Spot checks on staff annoy nurses
Checks by security officers to ensure that members of staff are at their place of work at health centres have raised the ire of the Malta Union of Midwives and Nurses, which is against inspections by anybody other than members of the profession. The...
Checks by security officers to ensure that members of staff are at their place of work at health centres have raised the ire of the Malta Union of Midwives and Nurses, which is against inspections by anybody other than members of the profession.
The union has ordered its members not to cooperate with the security officers.
The Health Division, however, defended its decision and expressed surprise at the union's behaviour. It said that although administrative structures to ensure discipline existed, it had the right to make random inspections to ensure the employees were at work. These inspections took place in various workplaces and were not intended specifically to check on nurses, as the MUMN was saying.
"The Health Division appeals to the MUMN to reconsider its position and accept that nurses, like any category of workers, are subject to verification measures which the division feels should be introduced," it said.
When contacted by The Times, MUMN secretary general Colin Galea said that if such a checking system was in place it should target all the workers at health centres and not just nurses and nursing aides.

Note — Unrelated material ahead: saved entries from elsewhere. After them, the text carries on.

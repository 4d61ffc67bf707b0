//! # Data structures
//!
//! Value types and containers that the algorithms are defined over.
pub mod linear_algebra;
pub mod linear_program;
pub mod number_types;
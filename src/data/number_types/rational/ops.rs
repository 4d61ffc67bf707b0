//! # Operator implementations
//!
//! Standard operations on the rational type. Each operation computes the textbook
//! cross-multiplication formula and routes the outcome through the canonicalizing constructor.
use std::fmt;

use crate::data::number_types::rational::Rational;

mod creation {
    use num::{BigInt, One};

    use crate::data::number_types::rational::Rational;

    impl From<i64> for Rational {
        fn from(value: i64) -> Self {
            // An integer is already canonical over denominator one.
            Self {
                numerator: BigInt::from(value),
                denominator: BigInt::one(),
            }
        }
    }
}

mod field {
    mod add {
        use std::iter::Sum;
        use std::ops::{Add, AddAssign};

        use num::Zero;

        use crate::data::number_types::rational::Rational;

        impl Add for &Rational {
            type Output = Rational;

            fn add(self, rhs: Self) -> Self::Output {
                Rational::normalized(
                    &self.numerator * &rhs.denominator + &self.denominator * &rhs.numerator,
                    &self.denominator * &rhs.denominator,
                )
            }
        }

        impl Add for Rational {
            type Output = Self;

            fn add(self, rhs: Self) -> Self::Output {
                Add::add(&self, &rhs)
            }
        }

        impl Add<&Rational> for Rational {
            type Output = Self;

            fn add(self, rhs: &Self) -> Self::Output {
                Add::add(&self, rhs)
            }
        }

        impl Add<Rational> for &Rational {
            type Output = Rational;

            fn add(self, rhs: Rational) -> Self::Output {
                Add::add(self, &rhs)
            }
        }

        impl AddAssign for Rational {
            fn add_assign(&mut self, rhs: Self) {
                *self = &*self + &rhs;
            }
        }

        impl AddAssign<&Rational> for Rational {
            fn add_assign(&mut self, rhs: &Self) {
                *self = &*self + rhs;
            }
        }

        impl Sum for Rational {
            fn sum<I: Iterator<Item = Self>>(iter: I) -> Self {
                iter.fold(Self::zero(), |total, term| total + term)
            }
        }
    }

    mod sub {
        use std::ops::{Sub, SubAssign};

        use crate::data::number_types::rational::Rational;

        impl Sub for &Rational {
            type Output = Rational;

            fn sub(self, rhs: Self) -> Self::Output {
                Rational::normalized(
                    &self.numerator * &rhs.denominator - &self.denominator * &rhs.numerator,
                    &self.denominator * &rhs.denominator,
                )
            }
        }

        impl Sub for Rational {
            type Output = Self;

            fn sub(self, rhs: Self) -> Self::Output {
                Sub::sub(&self, &rhs)
            }
        }

        impl Sub<&Rational> for Rational {
            type Output = Self;

            fn sub(self, rhs: &Self) -> Self::Output {
                Sub::sub(&self, rhs)
            }
        }

        impl Sub<Rational> for &Rational {
            type Output = Rational;

            fn sub(self, rhs: Rational) -> Self::Output {
                Sub::sub(self, &rhs)
            }
        }

        impl SubAssign for Rational {
            fn sub_assign(&mut self, rhs: Self) {
                *self = &*self - &rhs;
            }
        }

        impl SubAssign<&Rational> for Rational {
            fn sub_assign(&mut self, rhs: &Self) {
                *self = &*self - rhs;
            }
        }
    }

    mod mul {
        use std::ops::{Mul, MulAssign};

        use crate::data::number_types::rational::Rational;

        impl Mul for &Rational {
            type Output = Rational;

            fn mul(self, rhs: Self) -> Self::Output {
                Rational::normalized(
                    &self.numerator * &rhs.numerator,
                    &self.denominator * &rhs.denominator,
                )
            }
        }

        impl Mul for Rational {
            type Output = Self;

            fn mul(self, rhs: Self) -> Self::Output {
                Mul::mul(&self, &rhs)
            }
        }

        impl Mul<&Rational> for Rational {
            type Output = Self;

            fn mul(self, rhs: &Self) -> Self::Output {
                Mul::mul(&self, rhs)
            }
        }

        impl Mul<Rational> for &Rational {
            type Output = Rational;

            fn mul(self, rhs: Rational) -> Self::Output {
                Mul::mul(self, &rhs)
            }
        }

        impl MulAssign for Rational {
            fn mul_assign(&mut self, rhs: Self) {
                *self = &*self * &rhs;
            }
        }

        impl MulAssign<&Rational> for Rational {
            fn mul_assign(&mut self, rhs: &Self) {
                *self = &*self * rhs;
            }
        }
    }

    mod div {
        use std::ops::{Div, DivAssign};

        use num::Zero;

        use crate::data::number_types::rational::Rational;

        impl Div for &Rational {
            type Output = Rational;

            fn div(self, rhs: Self) -> Self::Output {
                assert!(!rhs.numerator.is_zero(), "division by zero");

                Rational::normalized(
                    &self.numerator * &rhs.denominator,
                    &self.denominator * &rhs.numerator,
                )
            }
        }

        impl Div for Rational {
            type Output = Self;

            fn div(self, rhs: Self) -> Self::Output {
                Div::div(&self, &rhs)
            }
        }

        impl Div<&Rational> for Rational {
            type Output = Self;

            fn div(self, rhs: &Self) -> Self::Output {
                Div::div(&self, rhs)
            }
        }

        impl Div<Rational> for &Rational {
            type Output = Rational;

            fn div(self, rhs: Rational) -> Self::Output {
                Div::div(self, &rhs)
            }
        }

        impl DivAssign for Rational {
            fn div_assign(&mut self, rhs: Self) {
                *self = &*self / &rhs;
            }
        }

        impl DivAssign<&Rational> for Rational {
            fn div_assign(&mut self, rhs: &Self) {
                *self = &*self / rhs;
            }
        }
    }

    mod neg {
        use std::ops::Neg;

        use crate::data::number_types::rational::Rational;

        impl Neg for Rational {
            type Output = Self;

            fn neg(self) -> Self::Output {
                // Negation preserves canonical form.
                Self {
                    numerator: -self.numerator,
                    denominator: self.denominator,
                }
            }
        }

        impl Neg for &Rational {
            type Output = Rational;

            fn neg(self) -> Self::Output {
                Neg::neg(self.clone())
            }
        }
    }

    mod identities {
        use num::{BigInt, One, Zero};

        use crate::data::number_types::rational::Rational;

        impl Zero for Rational {
            fn zero() -> Self {
                Self {
                    numerator: BigInt::zero(),
                    denominator: BigInt::one(),
                }
            }

            fn set_zero(&mut self) {
                *self = Self::zero();
            }

            fn is_zero(&self) -> bool {
                self.numerator.is_zero()
            }
        }

        impl One for Rational {
            fn one() -> Self {
                Self {
                    numerator: BigInt::one(),
                    denominator: BigInt::one(),
                }
            }

            fn set_one(&mut self) {
                *self = Self::one();
            }

            fn is_one(&self) -> bool {
                self.numerator.is_one() && self.denominator.is_one()
            }
        }
    }

    mod order {
        use std::cmp::Ordering;

        use crate::data::number_types::rational::Rational;

        impl Ord for Rational {
            fn cmp(&self, other: &Self) -> Ordering {
                // Denominators are strictly positive, so the sign of the cross-multiplied
                // difference decides the ordering.
                (&self.numerator * &other.denominator).cmp(&(&other.numerator * &self.denominator))
            }
        }

        impl PartialOrd for Rational {
            fn partial_cmp(&self, other: &Self) -> Option<Ordering> {
                Some(self.cmp(other))
            }
        }
    }
}

impl fmt::Display for Rational {
    fn fmt(&self, f: &mut fmt::Formatter<'_>) -> fmt::Result {
        use num::One;

        if self.denominator.is_one() {
            self.numerator.fmt(f)
        } else {
            write!(f, "{}/{}", self.numerator, self.denominator)
        }
    }
}
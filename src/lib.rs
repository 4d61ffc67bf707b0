//! # An exact linear program solver
//!
//! Linear programs in standard form are solved using the tableau variant of the Simplex Method.
//! Every coefficient is held as an exact rational number, such that pivot selection and the final
//! optimum never suffer round-off error.
#![warn(missing_docs)]

pub mod algorithm;
pub mod data;

#[cfg(test)]
mod tests;
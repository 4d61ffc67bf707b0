//! # Standard form problems
//!
//! A problem statement in standard form: optimize a linear objective over nonnegative variables,
//! subject to `<=` constraints that are turned into equalities by one slack variable each. This
//! is the boundary between a human-readable problem description and the tableau the algorithm
//! iterates on.
use std::fmt;
use std::fmt::Display;

use num_traits::Zero;

use crate::algorithm::simplex::tableau::Tableau;
use crate::data::linear_algebra::vector::DenseVector;
use crate::data::linear_program::elements::{BuildError, Objective};
use crate::data::number_types::rational::Rational;

/// A linear program in standard form.
///
/// Coefficients are plain signed integers; they become exact rationals with denominator one
/// during tableau assembly.
#[derive(Debug, Clone, Eq, PartialEq)]
pub struct StandardForm {
    direction: Objective,
    /// Objective coefficient per structural variable.
    cost: Vec<i64>,
    /// Constraint coefficients over the structural variables, one row per constraint.
    rows: Vec<Vec<i64>>,
    /// Right-hand side per constraint row.
    rhs: Vec<i64>,
}

impl StandardForm {
    /// Create a new instance after checking the shape of the problem.
    ///
    /// # Arguments
    ///
    /// * `direction`: Whether the objective should be maximized or minimized.
    /// * `cost`: Objective coefficient per structural variable.
    /// * `rows`: Constraint coefficients, one row per `<=` constraint, each as long as `cost`.
    /// * `rhs`: Right-hand side per constraint row.
    ///
    /// # Errors
    ///
    /// When the problem is empty or the dimensions of the arguments don't agree.
    pub fn new(
        direction: Objective,
        cost: Vec<i64>,
        rows: Vec<Vec<i64>>,
        rhs: Vec<i64>,
    ) -> Result<Self, BuildError> {
        if cost.is_empty() || rows.is_empty() {
            return Err(BuildError::Empty);
        }
        for (row, coefficients) in rows.iter().enumerate() {
            if coefficients.len() != cost.len() {
                return Err(BuildError::RowLength {
                    row,
                    expected: cost.len(),
                    found: coefficients.len(),
                });
            }
        }
        if rhs.len() != rows.len() {
            return Err(BuildError::RhsLength {
                expected: rows.len(),
                found: rhs.len(),
            });
        }

        Ok(Self {
            direction,
            cost,
            rows,
            rhs,
        })
    }

    /// The number of structural variables.
    pub fn nr_variables(&self) -> usize {
        self.cost.len()
    }

    /// The number of constraints, which is also the number of slack variables.
    pub fn nr_constraints(&self) -> usize {
        self.rows.len()
    }

    /// Direction of optimization of the original problem statement.
    pub fn direction(&self) -> Objective {
        self.direction
    }

    /// Assemble the tableau for this problem.
    ///
    /// The objective row is stored in the minimize convention (a maximization objective is
    /// negated), the slack columns receive an identity block and form the initial basis, and both
    /// trailing slots start at zero. The result is a basic feasible solution as long as the
    /// right-hand sides are nonnegative, which is the algorithm's precondition.
    pub fn tableau(&self) -> Tableau {
        let nr_variables = self.nr_variables();
        let nr_constraints = self.nr_constraints();
        let nr_columns = nr_variables + nr_constraints;

        let mut objective = DenseVector::constant(Rational::zero(), nr_columns + 1);
        for (column, &cost) in self.cost.iter().enumerate() {
            objective[column] = match self.direction {
                Objective::Maximize => Rational::from(-cost),
                Objective::Minimize => Rational::from(cost),
            };
        }

        let constraints = self
            .rows
            .iter()
            .enumerate()
            .map(|(row, coefficients)| {
                let mut values = DenseVector::constant(Rational::zero(), nr_columns);
                for (column, &coefficient) in coefficients.iter().enumerate() {
                    values[column] = Rational::from(coefficient);
                }
                values[nr_variables + row] = Rational::from(1);
                values
            })
            .collect();

        let mut rhs = DenseVector::constant(Rational::zero(), nr_constraints + 1);
        for (row, &value) in self.rhs.iter().enumerate() {
            rhs[row] = Rational::from(value);
        }

        Tableau::new_with_basis(
            objective,
            constraints,
            rhs,
            (nr_variables..nr_columns).collect(),
        )
    }

    /// Read the solution out of a terminal tableau.
    ///
    /// The running objective value in the tableau is relative to the minimize convention; it is
    /// adjusted back to the direction of the original problem statement here.
    pub fn solution(&self, tableau: &Tableau) -> Solution {
        debug_assert_eq!(tableau.nr_columns(), self.nr_variables() + self.nr_constraints());

        let objective_value = match self.direction {
            Objective::Maximize => tableau.objective_value().clone(),
            Objective::Minimize => -tableau.objective_value(),
        };
        let mut values = tableau.basic_solution();
        values.truncate(self.nr_variables());

        Solution::new(objective_value, values)
    }
}

/// Represents a solution to a linear program: the objective value and the values of the
/// structural variables that attain it.
///
/// This struct would typically be used to print the optimal solution for the user; slack values
/// are not part of it.
#[derive(Debug, Eq, PartialEq)]
pub struct Solution {
    objective_value: Rational,
    variable_values: Vec<Rational>,
}

impl Solution {
    /// Create a new `Solution` instance.
    ///
    /// A plain constructor.
    pub fn new(objective_value: Rational, variable_values: Vec<Rational>) -> Self {
        Self {
            objective_value,
            variable_values,
        }
    }

    /// Value of the objective function for this solution.
    pub fn objective_value(&self) -> &Rational {
        &self.objective_value
    }

    /// Value per structural variable, in the order of the problem statement.
    pub fn variable_values(&self) -> &[Rational] {
        &self.variable_values
    }
}

impl Display for Solution {
    fn fmt(&self, f: &mut fmt::Formatter) -> fmt::Result {
        writeln!(f, "objective: {}", self.objective_value)?;
        for (variable, value) in self.variable_values.iter().enumerate() {
            writeln!(f, "x{} = {}", variable + 1, value)?;
        }

        Ok(())
    }
}

#[cfg(test)]
mod test {
    use num_traits::{One, Zero};

    use crate::data::linear_program::elements::{BuildError, Objective};
    use crate::data::linear_program::standard_form::StandardForm;
    use crate::data::number_types::rational::Rational;
    use crate::R;

    #[test]
    fn shape_validation() {
        assert_eq!(
            StandardForm::new(Objective::Maximize, vec![], vec![], vec![]),
            Err(BuildError::Empty),
        );
        assert_eq!(
            StandardForm::new(Objective::Maximize, vec![1, 2], vec![vec![1]], vec![1]),
            Err(BuildError::RowLength {
                row: 0,
                expected: 2,
                found: 1,
            }),
        );
        assert_eq!(
            StandardForm::new(Objective::Maximize, vec![1, 2], vec![vec![1, 1]], vec![1, 4]),
            Err(BuildError::RhsLength {
                expected: 1,
                found: 2,
            }),
        );
    }

    #[test]
    fn tableau_assembly() {
        let program = StandardForm::new(
            Objective::Maximize,
            vec![2, 3],
            vec![vec![1, 1], vec![1, 3]],
            vec![4, 6],
        )
        .unwrap();
        let tableau = program.tableau();

        assert_eq!(tableau.nr_rows(), 2);
        assert_eq!(tableau.nr_columns(), 4);
        // Maximization costs are negated into the minimize convention
        assert_eq!(tableau.relative_cost(0), &R!(-2));
        assert_eq!(tableau.relative_cost(1), &R!(-3));
        // Identity block over the slack columns
        for row in 0..2 {
            for slack in 0..2 {
                let expected = if slack == row {
                    Rational::one()
                } else {
                    Rational::zero()
                };
                assert_eq!(tableau.constraint_coefficient(row, 2 + slack), &expected);
            }
        }
        assert_eq!(tableau.constraint_value(0), &R!(4));
        assert_eq!(tableau.objective_value(), &Rational::zero());
    }

    #[test]
    fn minimization_sign() {
        let program = StandardForm::new(
            Objective::Minimize,
            vec![-1],
            vec![vec![1]],
            vec![3],
        )
        .unwrap();
        let mut tableau = program.tableau();

        // Stored as-is: the negative cost marks the improving column
        assert_eq!(tableau.relative_cost(0), &R!(-1));

        tableau.bring_into_basis(0, 0);
        let solution = program.solution(&tableau);
        assert_eq!(solution.objective_value(), &R!(-3));
        assert_eq!(solution.variable_values(), &[R!(3)]);
    }
}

Mr Galea said that although the MUMN believed, and insisted, on control of employees, this should conform with the administrative structure and not be done by workers of an inferior grade who are not members of that profession. Mr Galea said the checks should be done by the Department of Nursing.
The MUMN recalled that when a similar situation had arisen under another government, then health shadow minister Louis Deguara, the present Health Minister, had condemned the behaviour and said the government of the day was treating the nursing profession with contempt.
Mr Galea said the union was directing health centre nurses to lock the doors of health centres if no security guard was on duty and this in order to safeguard the security of the people inside.
The Health Division said that while it appreciated the union's drive to improve the primary health services it could not understand how this could be reached through the directives ordered by the MUMN. Service at health centres would surely not be improved by closing the doors, the division said.